* Task to complete: Look through the listing and report every line that has "record" in it.
──────────
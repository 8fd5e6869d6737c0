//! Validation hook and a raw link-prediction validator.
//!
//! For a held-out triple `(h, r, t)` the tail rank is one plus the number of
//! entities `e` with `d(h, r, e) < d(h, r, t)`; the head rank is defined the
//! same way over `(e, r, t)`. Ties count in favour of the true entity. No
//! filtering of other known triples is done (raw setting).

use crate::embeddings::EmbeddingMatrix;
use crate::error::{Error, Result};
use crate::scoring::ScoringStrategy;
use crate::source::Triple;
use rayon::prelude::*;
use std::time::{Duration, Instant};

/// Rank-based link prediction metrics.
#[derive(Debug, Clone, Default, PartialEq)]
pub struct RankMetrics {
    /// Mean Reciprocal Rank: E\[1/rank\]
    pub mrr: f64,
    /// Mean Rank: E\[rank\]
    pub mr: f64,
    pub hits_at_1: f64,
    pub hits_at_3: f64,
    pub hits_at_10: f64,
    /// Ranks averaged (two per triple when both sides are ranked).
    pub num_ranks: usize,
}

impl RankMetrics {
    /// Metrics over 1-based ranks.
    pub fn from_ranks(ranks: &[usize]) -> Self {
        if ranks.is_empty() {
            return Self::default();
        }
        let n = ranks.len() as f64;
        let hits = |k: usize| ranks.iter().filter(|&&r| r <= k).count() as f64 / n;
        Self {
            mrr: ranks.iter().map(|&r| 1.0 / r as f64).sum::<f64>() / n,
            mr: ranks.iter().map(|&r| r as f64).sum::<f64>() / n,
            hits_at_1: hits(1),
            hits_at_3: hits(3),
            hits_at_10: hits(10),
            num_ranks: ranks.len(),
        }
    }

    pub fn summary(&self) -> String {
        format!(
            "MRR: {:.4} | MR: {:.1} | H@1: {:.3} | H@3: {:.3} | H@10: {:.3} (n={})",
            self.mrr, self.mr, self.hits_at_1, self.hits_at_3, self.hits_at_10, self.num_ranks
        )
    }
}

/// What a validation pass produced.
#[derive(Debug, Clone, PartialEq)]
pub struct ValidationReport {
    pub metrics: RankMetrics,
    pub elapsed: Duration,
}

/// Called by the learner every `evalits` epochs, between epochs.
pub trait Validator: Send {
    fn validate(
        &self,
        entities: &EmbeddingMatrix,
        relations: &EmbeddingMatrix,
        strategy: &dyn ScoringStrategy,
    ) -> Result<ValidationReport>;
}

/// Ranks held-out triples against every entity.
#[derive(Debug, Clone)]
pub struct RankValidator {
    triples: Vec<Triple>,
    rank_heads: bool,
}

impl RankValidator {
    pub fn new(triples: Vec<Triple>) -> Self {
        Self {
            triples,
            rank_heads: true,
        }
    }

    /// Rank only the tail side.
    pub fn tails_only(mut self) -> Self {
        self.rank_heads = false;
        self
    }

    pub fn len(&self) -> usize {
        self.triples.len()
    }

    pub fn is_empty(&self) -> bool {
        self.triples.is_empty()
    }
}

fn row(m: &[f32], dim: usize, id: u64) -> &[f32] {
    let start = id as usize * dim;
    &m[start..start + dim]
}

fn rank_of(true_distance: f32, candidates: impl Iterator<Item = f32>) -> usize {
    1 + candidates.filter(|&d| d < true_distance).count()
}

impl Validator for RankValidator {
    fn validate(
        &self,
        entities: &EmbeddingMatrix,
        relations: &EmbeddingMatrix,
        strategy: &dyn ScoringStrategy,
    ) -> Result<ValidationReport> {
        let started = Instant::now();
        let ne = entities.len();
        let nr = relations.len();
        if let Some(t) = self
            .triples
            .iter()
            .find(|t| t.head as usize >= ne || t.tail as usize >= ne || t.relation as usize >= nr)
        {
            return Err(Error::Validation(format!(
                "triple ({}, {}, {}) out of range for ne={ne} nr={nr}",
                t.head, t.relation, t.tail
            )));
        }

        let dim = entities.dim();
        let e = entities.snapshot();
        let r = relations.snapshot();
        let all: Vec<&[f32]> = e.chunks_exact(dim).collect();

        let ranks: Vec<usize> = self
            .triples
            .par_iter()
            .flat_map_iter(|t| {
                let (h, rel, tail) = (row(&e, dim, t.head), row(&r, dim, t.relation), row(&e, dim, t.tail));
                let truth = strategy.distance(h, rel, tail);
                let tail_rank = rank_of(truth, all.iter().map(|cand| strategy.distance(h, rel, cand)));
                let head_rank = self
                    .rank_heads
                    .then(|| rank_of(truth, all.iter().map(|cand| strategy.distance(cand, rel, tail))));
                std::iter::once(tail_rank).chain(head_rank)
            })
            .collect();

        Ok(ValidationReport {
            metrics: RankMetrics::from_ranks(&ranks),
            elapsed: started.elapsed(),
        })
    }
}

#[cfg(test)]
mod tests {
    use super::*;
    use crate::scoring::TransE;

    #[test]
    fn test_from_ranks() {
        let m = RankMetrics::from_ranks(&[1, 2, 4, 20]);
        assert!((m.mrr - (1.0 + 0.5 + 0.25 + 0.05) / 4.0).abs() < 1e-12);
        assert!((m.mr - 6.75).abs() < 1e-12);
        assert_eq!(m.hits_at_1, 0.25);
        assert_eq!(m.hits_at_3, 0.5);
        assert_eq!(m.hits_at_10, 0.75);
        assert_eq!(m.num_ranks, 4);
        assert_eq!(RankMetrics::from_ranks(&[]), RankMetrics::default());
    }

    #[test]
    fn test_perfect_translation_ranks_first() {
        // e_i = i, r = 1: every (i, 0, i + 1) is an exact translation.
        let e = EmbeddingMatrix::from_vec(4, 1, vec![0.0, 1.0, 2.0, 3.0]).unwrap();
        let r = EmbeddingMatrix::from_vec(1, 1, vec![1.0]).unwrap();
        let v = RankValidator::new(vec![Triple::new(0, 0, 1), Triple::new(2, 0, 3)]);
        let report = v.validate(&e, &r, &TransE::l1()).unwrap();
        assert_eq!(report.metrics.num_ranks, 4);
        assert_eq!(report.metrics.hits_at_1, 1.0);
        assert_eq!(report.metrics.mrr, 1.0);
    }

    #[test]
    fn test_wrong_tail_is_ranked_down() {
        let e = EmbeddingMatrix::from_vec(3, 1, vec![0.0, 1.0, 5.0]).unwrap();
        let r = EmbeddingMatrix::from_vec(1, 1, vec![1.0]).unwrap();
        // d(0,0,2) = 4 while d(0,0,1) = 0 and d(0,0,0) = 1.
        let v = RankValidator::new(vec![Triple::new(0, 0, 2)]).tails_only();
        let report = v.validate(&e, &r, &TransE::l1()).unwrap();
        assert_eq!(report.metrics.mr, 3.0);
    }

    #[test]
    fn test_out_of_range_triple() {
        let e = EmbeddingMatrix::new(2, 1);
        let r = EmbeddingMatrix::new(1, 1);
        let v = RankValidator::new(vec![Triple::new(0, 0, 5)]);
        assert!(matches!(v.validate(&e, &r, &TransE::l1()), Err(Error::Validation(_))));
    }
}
──────────
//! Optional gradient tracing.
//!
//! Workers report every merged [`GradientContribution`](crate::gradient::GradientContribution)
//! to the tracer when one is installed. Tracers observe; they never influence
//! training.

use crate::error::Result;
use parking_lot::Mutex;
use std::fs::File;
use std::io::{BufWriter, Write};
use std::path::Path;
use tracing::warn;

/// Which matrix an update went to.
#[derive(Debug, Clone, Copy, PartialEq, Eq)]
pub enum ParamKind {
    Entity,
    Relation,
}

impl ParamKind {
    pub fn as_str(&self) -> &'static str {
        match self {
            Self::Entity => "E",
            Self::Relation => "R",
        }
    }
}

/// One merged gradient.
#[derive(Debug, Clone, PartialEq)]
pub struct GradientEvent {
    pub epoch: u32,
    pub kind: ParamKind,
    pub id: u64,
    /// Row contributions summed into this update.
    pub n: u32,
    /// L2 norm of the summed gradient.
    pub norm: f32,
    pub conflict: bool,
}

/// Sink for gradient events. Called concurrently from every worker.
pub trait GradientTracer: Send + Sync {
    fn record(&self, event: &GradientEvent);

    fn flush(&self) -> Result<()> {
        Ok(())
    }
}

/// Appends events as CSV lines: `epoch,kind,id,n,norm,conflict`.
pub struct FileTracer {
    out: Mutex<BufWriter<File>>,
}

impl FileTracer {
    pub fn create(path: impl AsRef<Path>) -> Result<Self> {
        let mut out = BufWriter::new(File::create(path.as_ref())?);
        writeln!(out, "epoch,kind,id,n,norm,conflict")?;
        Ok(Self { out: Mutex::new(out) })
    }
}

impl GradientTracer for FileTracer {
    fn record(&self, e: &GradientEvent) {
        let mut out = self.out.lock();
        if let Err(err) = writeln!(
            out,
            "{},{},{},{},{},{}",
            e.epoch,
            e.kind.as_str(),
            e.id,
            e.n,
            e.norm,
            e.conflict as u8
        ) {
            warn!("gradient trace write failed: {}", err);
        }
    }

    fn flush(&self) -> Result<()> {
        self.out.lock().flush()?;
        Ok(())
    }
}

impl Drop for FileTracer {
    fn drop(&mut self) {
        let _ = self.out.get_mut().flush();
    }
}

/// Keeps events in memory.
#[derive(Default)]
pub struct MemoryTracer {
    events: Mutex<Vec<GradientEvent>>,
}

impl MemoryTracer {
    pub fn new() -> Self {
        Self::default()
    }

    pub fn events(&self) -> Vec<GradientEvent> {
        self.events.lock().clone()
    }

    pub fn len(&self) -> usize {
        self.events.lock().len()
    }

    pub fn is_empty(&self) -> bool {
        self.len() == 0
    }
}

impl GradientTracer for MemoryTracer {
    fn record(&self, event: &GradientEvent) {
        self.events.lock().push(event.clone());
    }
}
──────────
* Task result:
    fn record(&self, event: &GradientEvent);
    fn record(&self, e: &GradientEvent) {
    fn record(&self, event: &GradientEvent) {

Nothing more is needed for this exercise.